The chart at left shows the frequency of occurrence of pools by depth at all Battle Creek WA sites. Pools in resident trout reaches were less than the 1 foot deep criteria ("fully unfavorable") at 40% of sites measured and 60% of pools at sites accessible to anadromous fish were less than three feet deep, making them "fully unfavorable". Chart from  KRIS Battle Creek V 2.0.

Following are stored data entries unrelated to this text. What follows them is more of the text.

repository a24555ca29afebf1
use std::collections::HashMap;

use leptos::prelude::*;

use crate::components::diagram::{CameraMode, DiagramCanvas, DiagramData, DiagramLink, DiagramNode};

const COLORS: &[&str] = &[
	"#1f77b4", "#ff7f0e", "#2ca02c", "#9467bd", "#8c564b", "#e377c2", "#7f7f7f", "#bcbd22",
	"#17becf",
];

/// Generate a random tree with two metrics per node and a traffic metric per link.
pub(crate) fn generate_sample_data(n: usize) -> DiagramData {
	let nodes: Vec<DiagramNode> = (0..n)
		.map(|i| DiagramNode {
			id: i.to_string(),
			color: COLORS[i % COLORS.len()].into(),
			metrics: HashMap::from([
				("count".to_string(), (rand_simple(i) * 1200.0).round()),
				("weight".to_string(), (rand_simple(i * 7 + 3) * 600.0).round()),
			]),
		})
		.collect();

	let links: Vec<DiagramLink> = (1..n)
		.map(|i| {
			let target = (rand_simple(i) * (i as f64)) as usize;
			DiagramLink {
				id: format!("{i}-{target}"),
				source: i.to_string(),
				target: target.to_string(),
				metrics: HashMap::from([("count".to_string(), (rand_simple(i + n) * 1000.0).round())]),
			}
		})
		.collect();

	DiagramData { nodes, links }
}

/// Simple pseudo-random number generator (deterministic for consistency).
fn rand_simple(seed: usize) -> f64 {
	let x = ((seed + 1) * 9301 + 49297) % 233280;
	(x as f64) / 233280.0
}

#[component]
fn DiagramPage(camera_mode: CameraMode, title: &'static str) -> impl IntoView {
	let graph_data = Signal::derive(move || generate_sample_data(100));
	let metric_key = RwSignal::new("count".to_string());
	let toggle_metric = move |_| {
		metric_key.update(|key| {
			*key = if key.as_str() == "count" { "weight".into() } else { "count".into() };
		})
	};

	view! {
		<ErrorBoundary fallback=|errors| {
			view! {
				<h1>"Uh oh! Something went wrong!"</h1>

				<p>"Errors: "</p>
				<ul>
					{move || {
						errors
							.get()
							.into_iter()
							.map(|(_, e)| view! { <li>{e.to_string()}</li> })
							.collect_view()
					}}
				</ul>
			}
		}>

			<div class="fullscreen-graph">
				<DiagramCanvas
					data=graph_data
					metric_key=metric_key
					camera_mode=camera_mode
					fullscreen=true
				/>
				<div class="graph-overlay">
					<h1>{title}</h1>
					<p class="subtitle">"Hover to highlight, click to select. Drag to pan, scroll to zoom."</p>
					<button on:click=toggle_metric>
						"Sizing by: " {move || metric_key.get()}
					</button>
				</div>
			</div>
		</ErrorBoundary>
	}
}

/// Perspective diagram, metric encoded as depth
#[component]
pub fn Home() -> impl IntoView {
	view! { <DiagramPage camera_mode=CameraMode::Perspective title="Link Diagram" /> }
}

/// Orthographic diagram, metric encoded as size
#[component]
pub fn FlatHome() -> impl IntoView {
	view! { <DiagramPage camera_mode=CameraMode::Orthographic title="Link Diagram (flat)" /> }
}
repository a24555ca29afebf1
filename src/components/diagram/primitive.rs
//! Drawable primitives and the id-keyed scene that owns them.
//!
//! Graph entities never hold their drawable. The renderer keeps a [`Scene`] keyed
//! by [`PrimitiveId`], and everything else looks primitives up by id.

use std::collections::HashMap;

use glam::Vec3;
use log::debug;

use super::camera::Ray;

pub trait Positionable {
	fn position(&self) -> Vec3;
	fn set_position(&mut self, position: Vec3);
}

pub trait Scalable {
	fn scale(&self) -> f32;
	fn set_scale(&mut self, scale: f32);
}

pub trait Colorable {
	fn color(&self) -> &str;
	fn set_color(&mut self, color: &str);
}

#[derive(Clone, Debug, PartialEq)]
pub struct ColorHandle {
	css: String,
}

impl ColorHandle {
	pub fn new(css: impl Into<String>) -> Self {
		Self { css: css.into() }
	}
}

impl Colorable for ColorHandle {
	fn color(&self) -> &str {
		&self.css
	}

	fn set_color(&mut self, color: &str) {
		if self.css != color {
			self.css = color.to_owned();
		}
	}
}

/// A sphere of `radius * scale` world units.
#[derive(Clone, Debug, PartialEq)]
pub struct MeshHandle {
	pub position: Vec3,
	pub radius: f32,
	pub scale: f32,
}

impl MeshHandle {
	pub fn world_radius(&self) -> f32 {
		self.radius * self.scale
	}
}

impl Positionable for MeshHandle {
	fn position(&self) -> Vec3 {
		self.position
	}

	fn set_position(&mut self, position: Vec3) {
		self.position = position;
	}
}

impl Scalable for MeshHandle {
	fn scale(&self) -> f32 {
		self.scale
	}

	fn set_scale(&mut self, scale: f32) {
		self.scale = scale;
	}
}

/// A straight segment. Its scale is the stroke width.
#[derive(Clone, Debug, PartialEq)]
pub struct LineHandle {
	pub start: Vec3,
	pub end: Vec3,
	pub width: f32,
	pub color: ColorHandle,
}

impl LineHandle {
	pub fn set_points(&mut self, start: Vec3, end: Vec3) {
		self.start = start;
		self.end = end;
	}
}

impl Scalable for LineHandle {
	fn scale(&self) -> f32 {
		self.width
	}

	fn set_scale(&mut self, scale: f32) {
		self.width = scale;
	}
}

impl Colorable for LineHandle {
	fn color(&self) -> &str {
		self.color.color()
	}

	fn set_color(&mut self, color: &str) {
		self.color.set_color(color);
	}
}

#[derive(Clone, Debug, PartialEq, Eq, Hash)]
pub enum PrimitiveId {
	Node(String),
	Link(String),
}

#[derive(Clone, Debug, PartialEq)]
pub enum Primitive {
	Node {
		id: String,
		mesh: MeshHandle,
		color: ColorHandle,
	},
	Link {
		id: String,
		line: LineHandle,
	},
}

impl Primitive {
	pub fn key(&self) -> PrimitiveId {
		match self {
			Primitive::Node { id, .. } => PrimitiveId::Node(id.clone()),
			Primitive::Link { id, .. } => PrimitiveId::Link(id.clone()),
		}
	}
}

pub fn get_position(primitive: &Primitive) -> Option<Vec3> {
	match primitive {
		Primitive::Node { mesh, .. } => Some(mesh.position()),
		Primitive::Link { .. } => None,
	}
}

pub fn set_position(primitive: &mut Primitive, position: Vec3) {
	match primitive {
		Primitive::Node { mesh, .. } => mesh.set_position(position),
		Primitive::Link { id, .. } => debug!("set_position ignored for link {id}"),
	}
}

pub fn set_scale(primitive: &mut Primitive, scale: f32) {
	match primitive {
		Primitive::Node { mesh, .. } => mesh.set_scale(scale),
		Primitive::Link { line, .. } => line.set_scale(scale),
	}
}

pub fn set_color(primitive: &mut Primitive, color: &str) {
	match primitive {
		Primitive::Node { color: handle, .. } => handle.set_color(color),
		Primitive::Link { line, .. } => line.set_color(color),
	}
}

pub fn set_points(primitive: &mut Primitive, start: Vec3, end: Vec3) {
	match primitive {
		Primitive::Link { line, .. } => line.set_points(start, end),
		Primitive::Node { id, .. } => debug!("set_points ignored for node {id}"),
	}
}

/// Primitives owned by a renderer, keyed by graph id.
#[derive(Clone, Debug, Default)]
pub struct Scene {
	primitives: HashMap<PrimitiveId, Primitive>,
}

impl Scene {
	pub fn insert(&mut self, primitive: Primitive) {
		self.primitives.insert(primitive.key(), primitive);
	}

	pub fn get(&self, key: &PrimitiveId) -> Option<&Primitive> {
		self.primitives.get(key)
	}

	pub fn get_mut(&mut self, key: &PrimitiveId) -> Option<&mut Primitive> {
		self.primitives.get_mut(key)
	}

	pub fn node(&self, id: &str) -> Option<&Primitive> {
		self.get(&PrimitiveId::Node(id.to_owned()))
	}

	#[cfg(test)]
	pub fn link(&self, id: &str) -> Option<&Primitive> {
		self.get(&PrimitiveId::Link(id.to_owned()))
	}

	#[cfg(test)]
	pub fn len(&self) -> usize {
		self.primitives.len()
	}

	#[cfg(test)]
	pub fn is_empty(&self) -> bool {
		self.primitives.is_empty()
	}

	pub fn clear(&mut self) {
		self.primitives.clear();
	}

	pub fn iter(&self) -> impl Iterator<Item = &Primitive> {
		self.primitives.values()
	}

	/// Nearest node sphere hit by the ray. Links are never picked.
	pub fn pick(&self, ray: &Ray) -> Option<String> {
		let mut nearest: Option<(f32, &str)> = None;
		for primitive in self.primitives.values() {
			let Primitive::Node { id, mesh, .. } = primitive else {
				continue;
			};
			let Some(t) = ray.intersect_sphere(mesh.position, mesh.world_radius()) else {
				continue;
			};
			if nearest.is_none_or(|(best, _)| t < best) {
				nearest = Some((t, id));
			}
		}
		nearest.map(|(_, id)| id.to_owned())
	}
}
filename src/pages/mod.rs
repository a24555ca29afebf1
pub mod home;
pub mod not_found;
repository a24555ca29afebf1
use glam::{Mat4, Vec2, Vec3};
use log::warn;

use super::types::{CameraMode, DiagramConfig, Viewport};

const NEAR: f32 = 1.0;
const FAR: f32 = 1000.0;
const MIN_ZOOM: f32 = 0.5;
const MAX_ZOOM: f32 = 5.0;
const ZOOM_STEP: f32 = 0.95;
/// Pointer travel in pixels after which a press counts as a drag, not a click.
const CLICK_SLOP: f64 = 3.0;

/// Orthographic frustum extents.
#[derive(Clone, Copy, Debug, PartialEq)]
pub struct ProjectionBounds {
	pub left: f32,
	pub right: f32,
	pub top: f32,
	pub bottom: f32,
}

impl ProjectionBounds {
	fn from_aspect(frustum_size: f32, aspect: f32) -> Self {
		Self {
			left: -frustum_size * aspect / 5.0,
			right: frustum_size * aspect / 5.0,
			top: frustum_size / 5.0,
			bottom: -frustum_size / 5.0,
		}
	}
}

#[derive(Clone, Copy, Debug, PartialEq)]
pub struct Ray {
	pub origin: Vec3,
	pub direction: Vec3,
}

impl Ray {
	/// Distance along the ray to the first intersection with a sphere.
	pub fn intersect_sphere(&self, center: Vec3, radius: f32) -> Option<f32> {
		let oc = self.origin - center;
		let b = oc.dot(self.direction);
		let c = oc.length_squared() - radius * radius;
		let disc = b * b - c;
		if disc < 0.0 {
			return None;
		}
		let sq = disc.sqrt();
		let t = if -b - sq >= 0.0 { -b - sq } else { -b + sq };
		(t >= 0.0).then_some(t)
	}
}

/// A world point mapped onto the output surface.
#[derive(Clone, Copy, Debug, PartialEq)]
pub struct Projected {
	pub screen: Vec2,
	/// Normalized device depth, -1 at the near plane and 1 at the far plane.
	pub depth: f32,
}

#[derive(Clone, Debug, Default)]
pub struct PanState {
	pub active: bool,
	pub moved: bool,
	pub start_x: f64,
	pub start_y: f64,
	pub last_x: f64,
	pub last_y: f64,
}

/// Damped pan and zoom. Rotation is not supported.
#[derive(Clone, Debug)]
pub struct CameraControls {
	pub pan: PanState,
	pending_pan: Vec3,
	pending_zoom: f32,
	/// Surface position that stays fixed while the pending zoom is applied.
	zoom_anchor: Option<Vec2>,
	damping: f32,
}

impl CameraControls {
	fn new(damping: f32) -> Self {
		Self {
			pan: PanState::default(),
			pending_pan: Vec3::ZERO,
			pending_zoom: 1.0,
			zoom_anchor: None,
			damping: damping.clamp(0.01, 1.0),
		}
	}

	pub fn is_settled(&self) -> bool {
		self.pending_pan.length_squared() < 1e-6 && (self.pending_zoom - 1.0).abs() < 1e-4
	}
}

/// Owns the projection and its viewport-dependent parameters.
#[derive(Clone, Debug)]
pub struct CameraRig {
	mode: CameraMode,
	frustum_size: f32,
	fov_degrees: f32,
	standoff: f32,
	viewport: Viewport,
	aspect: f32,
	bounds: ProjectionBounds,
	target: Vec3,
	/// Depth of the plane that pan and zoom track, normally the mean node depth.
	pan_depth: f32,
	zoom: f32,
	projection: Mat4,
	pub controls: CameraControls,
}

impl CameraRig {
	pub fn new(config: &DiagramConfig, viewport: Viewport) -> Self {
		let aspect = viewport.aspect() as f32;
		let aspect = if aspect.is_finite() && aspect > 0.0 { aspect } else { 1.0 };
		let mut rig = Self {
			mode: config.camera_mode,
			frustum_size: config.frustum_size,
			fov_degrees: config.fov_degrees,
			standoff: config.standoff,
			viewport,
			aspect,
			bounds: ProjectionBounds::from_aspect(config.frustum_size, aspect),
			target: Vec3::ZERO,
			pan_depth: 0.0,
			zoom: 1.0,
			projection: Mat4::IDENTITY,
			controls: CameraControls::new(config.damping),
		};
		rig.update_projection_matrix();
		rig
	}

	#[cfg(test)]
	pub fn aspect(&self) -> f32 {
		self.aspect
	}

	#[cfg(test)]
	pub fn bounds(&self) -> ProjectionBounds {
		self.bounds
	}

	#[cfg(test)]
	pub fn viewport(&self) -> Viewport {
		self.viewport
	}

	#[cfg(test)]
	pub fn zoom(&self) -> f32 {
		self.zoom
	}

	pub fn set_pan_depth(&mut self, depth: f32) {
		if depth.is_finite() {
			self.pan_depth = depth;
		}
	}

	/// Recomputes the projection for a new viewport. A degenerate viewport keeps
	/// the previous bounds and returns `false`.
	pub fn resize(&mut self, width: f64, height: f64) -> bool {
		let aspect = (width / height) as f32;
		if !aspect.is_finite() || aspect <= 0.0 {
			warn!("ignoring degenerate viewport {width}x{height}");
			return false;
		}
		self.viewport = Viewport::new(width, height);
		self.aspect = aspect;
		if self.mode == CameraMode::Orthographic {
			self.bounds = ProjectionBounds::from_aspect(self.frustum_size, aspect);
		}
		self.update_projection_matrix();
		true
	}

	pub fn update_projection_matrix(&mut self) {
		self.projection = match self.mode {
			CameraMode::Perspective => {
				Mat4::perspective_rh_gl(self.fov_degrees.to_radians(), self.aspect, NEAR, FAR)
			}
			CameraMode::Orthographic => {
				let b = self.bounds;
				Mat4::orthographic_rh_gl(
					b.left / self.zoom,
					b.right / self.zoom,
					b.bottom / self.zoom,
					b.top / self.zoom,
					NEAR,
					FAR,
				)
			}
		};
	}

	#[cfg(test)]
	pub fn projection(&self) -> Mat4 {
		self.projection
	}

	/// Camera position. Perspective zoom dollies along the view axis.
	pub fn eye(&self) -> Vec3 {
		let distance = match self.mode {
			CameraMode::Perspective => self.standoff / self.zoom,
			CameraMode::Orthographic => self.standoff,
		};
		self.target + Vec3::Z * distance
	}

	pub fn view(&self) -> Mat4 {
		Mat4::look_at_rh(self.eye(), self.target, Vec3::Y)
	}

	pub fn view_projection(&self) -> Mat4 {
		self.projection * self.view()
	}

	fn to_ndc(&self, screen: Vec2) -> Vec2 {
		Vec2::new(
			screen.x / self.viewport.width as f32 * 2.0 - 1.0,
			-(screen.y / self.viewport.height as f32) * 2.0 + 1.0,
		)
	}

	/// Ray from a pointer position (surface pixels) into the scene.
	pub fn ray_from_screen(&self, screen: Vec2) -> Ray {
		let ndc = self.to_ndc(screen);
		let inverse = self.view_projection().inverse();
		match self.mode {
			CameraMode::Perspective => {
				let eye = self.eye();
				let point = inverse.project_point3(Vec3::new(ndc.x, ndc.y, 0.5));
				Ray {
					origin: eye,
					direction: (point - eye).normalize(),
				}
			}
			CameraMode::Orthographic => {
				let origin = inverse.project_point3(Vec3::new(ndc.x, ndc.y, -1.0));
				Ray {
					origin,
					direction: -Vec3::Z,
				}
			}
		}
	}

	/// Point under a surface position on the pan plane.
	fn pan_plane_point(&self, screen: Vec2) -> Vec3 {
		let ray = self.ray_from_screen(screen);
		if ray.direction.z.abs() < f32::EPSILON {
			return ray.origin;
		}
		let t = (self.pan_depth - ray.origin.z) / ray.direction.z;
		ray.origin + ray.direction * t
	}

	pub fn project(&self, world: Vec3) -> Option<Projected> {
		let clip = self.view_projection() * world.extend(1.0);
		if clip.w <= 0.0 {
			return None;
		}
		let ndc = clip.truncate() / clip.w;
		if !(-1.0..=1.0).contains(&ndc.z) {
			return None;
		}
		Some(Projected {
			screen: Vec2::new(
				(ndc.x + 1.0) * 0.5 * self.viewport.width as f32,
				(1.0 - ndc.y) * 0.5 * self.viewport.height as f32,
			),
			depth: ndc.z,
		})
	}

	/// World units covered by one surface pixel on the pan plane.
	fn world_per_pixel(&self) -> f32 {
		let height = self.viewport.height.max(1.0) as f32;
		match self.mode {
			CameraMode::Perspective => {
				let distance = (self.eye().z - self.pan_depth).max(NEAR);
				2.0 * distance * (self.fov_degrees.to_radians() / 2.0).tan() / height
			}
			CameraMode::Orthographic => (self.bounds.top - self.bounds.bottom) / self.zoom / height,
		}
	}

	pub fn begin_pan(&mut self, x: f64, y: f64) {
		self.controls.pan = PanState {
			active: true,
			moved: false,
			start_x: x,
			start_y: y,
			last_x: x,
			last_y: y,
		};
	}

	pub fn drag_pan(&mut self, x: f64, y: f64) {
		if !self.controls.pan.active {
			return;
		}
		let (dx, dy) = (x - self.controls.pan.last_x, y - self.controls.pan.last_y);
		let scale = self.world_per_pixel();
		// dragging right moves the scene right, so the camera moves left
		self.controls.pending_pan += Vec3::new(-dx as f32 * scale, dy as f32 * scale, 0.0);
		let pan = &mut self.controls.pan;
		pan.last_x = x;
		pan.last_y = y;
		if (x - pan.start_x).hypot(y - pan.start_y) > CLICK_SLOP {
			pan.moved = true;
		}
	}

	pub fn end_pan(&mut self) {
		self.controls.pan.active = false;
	}

	/// True when the last press travelled far enough to be a drag.
	pub fn was_dragged(&self) -> bool {
		self.controls.pan.moved
	}

	/// True while a press is held and has turned into a drag.
	pub fn is_dragging(&self) -> bool {
		self.controls.pan.active && self.controls.pan.moved
	}

	/// Queues a zoom step. With an anchor, the point under it stays put.
	pub fn wheel(&mut self, delta_y: f64, anchor: Option<Vec2>) {
		let factor = if delta_y > 0.0 { ZOOM_STEP } else { 1.0 / ZOOM_STEP };
		self.controls.pending_zoom *= factor;
		self.controls.zoom_anchor = anchor;
	}

	/// Applies a damped share of the pending pan and zoom. Called once per frame.
	pub fn update(&mut self) {
		if self.controls.is_settled() {
			return;
		}
		let damping = self.controls.damping;
		let step = self.controls.pending_pan * damping;
		self.target += step;
		self.controls.pending_pan -= step;

		let anchor = self
			.controls
			.zoom_anchor
			.map(|screen| (screen, self.pan_plane_point(screen)));
		let zoom_step = self.controls.pending_zoom.powf(damping);
		self.zoom = (self.zoom * zoom_step).clamp(MIN_ZOOM, MAX_ZOOM);
		self.controls.pending_zoom /= zoom_step;
		if self.zoom <= MIN_ZOOM || self.zoom >= MAX_ZOOM {
			self.controls.pending_zoom = 1.0;
		}
		self.update_projection_matrix();

		if let Some((screen, before)) = anchor {
			let after = self.pan_plane_point(screen);
			self.target += Vec3::new(before.x - after.x, before.y - after.y, 0.0);
		}
	}
}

The Battle Creek WA (Terraqua, 2004) drew the following conclusions about pool frequency and depth in Battle Creek: 

• "Pool frequencies and depths were lower at middle and high elevation sites than predicted though pool frequencies had increased or remained the same since 1988. Approximately 150 pools with depths greater than 1 meter would be suitable as spring Chinook salmon adult holding habitat although very few of these pools are greater than 2 meters deep....
• Residual pool depth was significantly correlated with elevation (negatively), watershed area (positively), stream gradient (negatively), and the proportion of the watershed in rain-on-snow area (negatively)....
• Model exploration confirmed that road density, near-stream road density, road-stream crossings, proportion of watershed in rhyolite soils, and forest cover play no meaningful role in predicting variability in observed residual pool depth data."

The Battle Creek WA also found a relationship between decreased residual pool depth and area of the watershed at elevations susceptible to rain-on-snow effects.

References

Armentrout, S., H. Brown, S. Chappell, M. Everett-Brown, J. Fites, J. Forbes, M. McFarland, J. Riley, K. Roby, A. Villalovos, R. Walden, D. Watts, and M.R. Williams, 1998. Watershed Analysis for Mill, Deer, and Antelope Creeks. U.S. Department of Agriculture. Lassen National Forest. Almanor Ranger District. Chester, CA. 299 pp. [6.0 Mb]  

Gallo, K. 2002. Field protocols: Aquatic and Riparian Effectiveness Monitoring Program for the Northwest Forest Plan: Version 1.0. U.S. Forest Service, Corvallis, OR. 54 pp. [125 Kb]

Reynolds, Keith M. 2001. Fuzzy logic knowledge bases in integrated landscape assessment: examples and possibilities. Gen. Tech. Rep. PNW- GTR-521. Portland, OR: U.S. Department of Agriculture, Forest Service, Pacific Northwest Research Station. 24 p.

Terraqua, Inc. 2004. Battle Creek Watershed Assessment :Characterization of stream conditions and an investigation of sediment source factors in 2001 and 2002. Performed under contract to the Battle Creek Watershed Conservancy, Manton, CA. Funds from the Anadromous Fisheries Restoration Program and U.S. Fish and Wildlife Service under Agreement DCN: 11330-1-J113.